LISTEN TO JASON HURD
Audio clip: Adobe Flash Player (version 9 or above) is required to play this audio clip. Download the latest version here. You also need to have JavaScript enabled in your browser.
download mp3
“If you ask me, it’s torture. You don’t do this to an American servicemember before he has even been tried and convicted. They had him in solitary confinement before he was even charged with anything. That’s wrong. Last time I checked, one of the most fundamental rights we have according to the Constitution is habeas corpus, and that’s totally been denied for Bradley Manning.”
“We’re here to take a stand for our brother,” said disabled military veteran Jason Hurd while clutching the White House fence. An organizer with Iraq Veterans Against the War, Hurd was the 92 out of 113 arrested at Saturday’s protest on the eighth anniversary of the invasion of Iraq. “Bradley Manning is being accused of treason and all these earnest things when all he was doing was exposing lies, and that is not a crime.”

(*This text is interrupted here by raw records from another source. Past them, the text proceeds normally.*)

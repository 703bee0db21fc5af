use cardtrack_core::{BadgeKind, Frame};
use clap::ValueEnum;
use std::fmt;

#[derive(Debug, Clone, Copy, PartialEq, Eq, ValueEnum)]
#[value(rename_all = "lowercase")]
pub enum OutputFormat {
    Plain,
    Json,
}

impl fmt::Display for OutputFormat {
    fn fmt(&self, f: &mut fmt::Formatter<'_>) -> fmt::Result {
        match self {
            OutputFormat::Plain => write!(f, "plain"),
            OutputFormat::Json => write!(f, "json"),
        }
    }
}

#[derive(Debug, Clone, Copy, PartialEq, Eq, ValueEnum)]
#[value(rename_all = "lowercase")]
pub enum LogLevel {
    Error,
    Warn,
    Info,
    Debug,
    Trace,
}

impl fmt::Display for LogLevel {
    fn fmt(&self, f: &mut fmt::Formatter<'_>) -> fmt::Result {
        match self {
            LogLevel::Error => write!(f, "error"),
            LogLevel::Warn => write!(f, "warn"),
            LogLevel::Info => write!(f, "info"),
            LogLevel::Debug => write!(f, "debug"),
            LogLevel::Trace => write!(f, "trace"),
        }
    }
}

#[derive(Debug, Clone, Copy, PartialEq, Eq, ValueEnum)]
#[value(rename_all = "kebab-case")]
pub enum FrameArg {
    Content,
    CardBack,
}

impl From<FrameArg> for Frame {
    fn from(frame: FrameArg) -> Self {
        match frame {
            FrameArg::Content => Frame::Content,
            FrameArg::CardBack => Frame::CardBack,
        }
    }
}

impl fmt::Display for FrameArg {
    fn fmt(&self, f: &mut fmt::Formatter<'_>) -> fmt::Result {
        match self {
            FrameArg::Content => write!(f, "content"),
            FrameArg::CardBack => write!(f, "card-back"),
        }
    }
}

#[derive(Debug, Clone, Copy, PartialEq, Eq, ValueEnum)]
#[value(rename_all = "kebab-case")]
pub enum BadgeArg {
    CurrentList,
    TotalTime,
    SpecificLists,
    PersonalTime,
}

impl From<BadgeArg> for BadgeKind {
    fn from(badge: BadgeArg) -> Self {
        match badge {
            BadgeArg::CurrentList => BadgeKind::CurrentList,
            BadgeArg::TotalTime => BadgeKind::TotalTime,
            BadgeArg::SpecificLists => BadgeKind::SpecificLists,
            BadgeArg::PersonalTime => BadgeKind::PersonalTime,
        }
    }
}

/// `KIND=COLOR`, e.g. `total-time=#61bd4f`
#[derive(Debug, Clone, PartialEq, Eq)]
pub struct BadgeColorArg {
    pub badge: BadgeArg,
    pub color: String,
}

pub fn parse_badge_color(raw: &str) -> Result<BadgeColorArg, String> {
    let (badge, color) = raw
        .split_once('=')
        .ok_or_else(|| format!("expected KIND=COLOR, got '{}'", raw))?;
    let badge = BadgeArg::from_str(badge.trim(), true)?;
    let color = color.trim();
    if color.is_empty() {
        return Err(format!("missing color for '{}'", raw));
    }
    Ok(BadgeColorArg {
        badge,
        color: color.to_string(),
    })
}

#[cfg(test)]
mod tests {
    use super::*;

    #[test]
    fn test_parse_badge_color() {
        assert_eq!(
            parse_badge_color("total-time=#123456"),
            Ok(BadgeColorArg {
                badge: BadgeArg::TotalTime,
                color: "#123456".to_string(),
            })
        );
        assert!(parse_badge_color("total-time").is_err());
        assert!(parse_badge_color("total-time=").is_err());
        assert!(parse_badge_color("sparkles=#fff").is_err());
    }
}
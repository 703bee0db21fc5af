pub mod client;
pub mod config;
pub mod error;
pub mod host;
pub mod load;
pub mod services;

pub use client::MetricsClient;
pub use config::{CONFIG_KEYS, Config, HostConfig};
pub use error::{ContextField, Error, FetchError, FetchResult, Result};
pub use host::{
    FilePoller, FrameLocation, HOST_CONTEXT_VAR, HOST_FILE_VAR, HostAvailability, HostContext,
    HostPoller, HostSdk, PollPolicy, StaticHost, bootstrap, resolve_board, resolve_card,
    wait_for_host,
};
pub use load::{LoadSequencer, LoadTicket, Region};
pub use services::{
    BadgeRequest, BadgeService, CardPanel, CardView, HistoryRegion, PanelContent, PanelService,
    SAVED_MESSAGE, SettingsForm, SettingsService, UserSettingsUpload,
};
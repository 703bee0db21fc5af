use crate::format::{PANEL_PRECISION, format_hours};
use cardtrack_core::PanelSettings;
use cardtrack_types::{MemberShape, Metrics};
use serde::Serialize;

pub const NO_METRICS_MESSAGE: &str = "No metrics to display based on current settings.";
pub const NO_MEMBER_DATA: &str = "No member time data available";
pub const NO_MOVE_DATA: &str = "No move count data available";

/// The metrics part of the card panel.
#[derive(Debug, Clone, Default, PartialEq, Serialize)]
pub struct MetricsPanel {
    pub sections: Vec<MetricSection>,
    /// Informational message the backend sent with the metrics
    #[serde(skip_serializing_if = "Option::is_none")]
    pub notice: Option<String>,
}

impl MetricsPanel {
    pub fn is_empty(&self) -> bool {
        self.sections.is_empty()
    }
}

#[derive(Debug, Clone, PartialEq, Serialize)]
pub struct MetricSection {
    pub title: &'static str,
    pub body: PanelBody,
}

#[derive(Debug, Clone, PartialEq, Serialize)]
#[serde(tag = "kind", content = "value", rename_all = "snake_case")]
pub enum PanelBody {
    Text(String),
    Items(Vec<LabeledValue>),
    Members(Vec<MemberRow>),
    Unavailable(&'static str),
}

#[derive(Debug, Clone, PartialEq, Eq, Serialize)]
pub struct LabeledValue {
    pub label: String,
    pub value: String,
}

impl LabeledValue {
    fn new(label: impl Into<String>, value: impl Into<String>) -> Self {
        Self {
            label: label.into(),
            value: value.into(),
        }
    }
}

#[derive(Debug, Clone, PartialEq, Eq, Serialize)]
pub struct MemberRow {
    pub member: String,
    /// `None` for backends that only report flat seconds
    pub action: Option<&'static str>,
    pub hours: String,
    pub appears_count: Option<u64>,
    pub leaves_count: Option<u64>,
}

/// Build the metrics sections enabled in `settings`, in panel order:
/// total, per list, per member, list counts, move counts.
pub fn build_metrics_panel(metrics: &Metrics, settings: &PanelSettings) -> MetricsPanel {
    let mut sections = Vec::new();

    if settings.show_total_time
        && let Some(total) = metrics.total_time
    {
        sections.push(MetricSection {
            title: "Total Time",
            body: PanelBody::Text(hours_text(total)),
        });
    }

    if settings.show_time_per_list
        && let Some(per_list) = &metrics.time_per_list
    {
        let items = per_list
            .iter()
            .map(|(list, seconds)| LabeledValue::new(list, hours_text(*seconds)))
            .collect();
        sections.push(MetricSection {
            title: "Time per List",
            body: PanelBody::Items(items),
        });
    }

    if settings.show_time_per_member {
        let body = match metrics.member_shape() {
            MemberShape::Absent => PanelBody::Unavailable(NO_MEMBER_DATA),
            MemberShape::Detailed | MemberShape::Flat => PanelBody::Members(
                metrics
                    .member_times()
                    .into_iter()
                    .map(|member| MemberRow {
                        action: member.sessions.map(|count| {
                            if count > 0 {
                                "Multiple Sessions"
                            } else {
                                "No Sessions"
                            }
                        }),
                        hours: hours_text(member.total_time),
                        appears_count: member.appears_count,
                        leaves_count: member.leaves_count,
                        member: member.member,
                    })
                    .collect(),
            ),
        };
        sections.push(MetricSection {
            title: "Time per Member",
            body,
        });
    }

    if settings.show_list_counts
        && let Some(counts) = &metrics.list_counts
    {
        let items = counts
            .iter()
            .map(|(list, count)| LabeledValue::new(list, count.to_string()))
            .collect();
        sections.push(MetricSection {
            title: "List Counts",
            body: PanelBody::Items(items),
        });
    }

    if settings.show_move_counts {
        let body = match &metrics.move_counts_by_member {
            Some(by_member) => PanelBody::Items(
                by_member
                    .iter()
                    .map(|(member, counts)| {
                        let moves: Vec<String> = counts
                            .iter()
                            .map(|(list, count)| format!("{} ({})", list, count))
                            .collect();
                        LabeledValue::new(member, moves.join(", "))
                    })
                    .collect(),
            ),
            None => PanelBody::Unavailable(NO_MOVE_DATA),
        };
        sections.push(MetricSection {
            title: "Move Counts by Member",
            body,
        });
    }

    MetricsPanel {
        sections,
        notice: metrics.message.clone(),
    }
}

fn hours_text(seconds: f64) -> String {
    format!("{} hours", format_hours(seconds, PANEL_PRECISION))
}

A March 14 New York Times editorial (“The Abuse of Private Manning”) stated, “Pfc. Bradley Manning, who has been imprisoned for nine months on charges of handing government files to WikiLeaks, has not even been tried let alone convicted. Yet the military has been treating him abusively, in a way that conjures creepy memories of how the Bush administration used to treat terror suspects. Inexplicably, it appears to have President Obama’s support to do so.”
“Private Manning is not an enemy combatant, and there is no indication that the military is trying to extract information from him. Many military and government officials remain furious at the huge dump of classified materials to WikiLeaks. But if this treatment is someone’s way of expressing that emotion, it would be useful to revisit the presumption of innocence and the Constitutional protection against cruel and unusual punishment.”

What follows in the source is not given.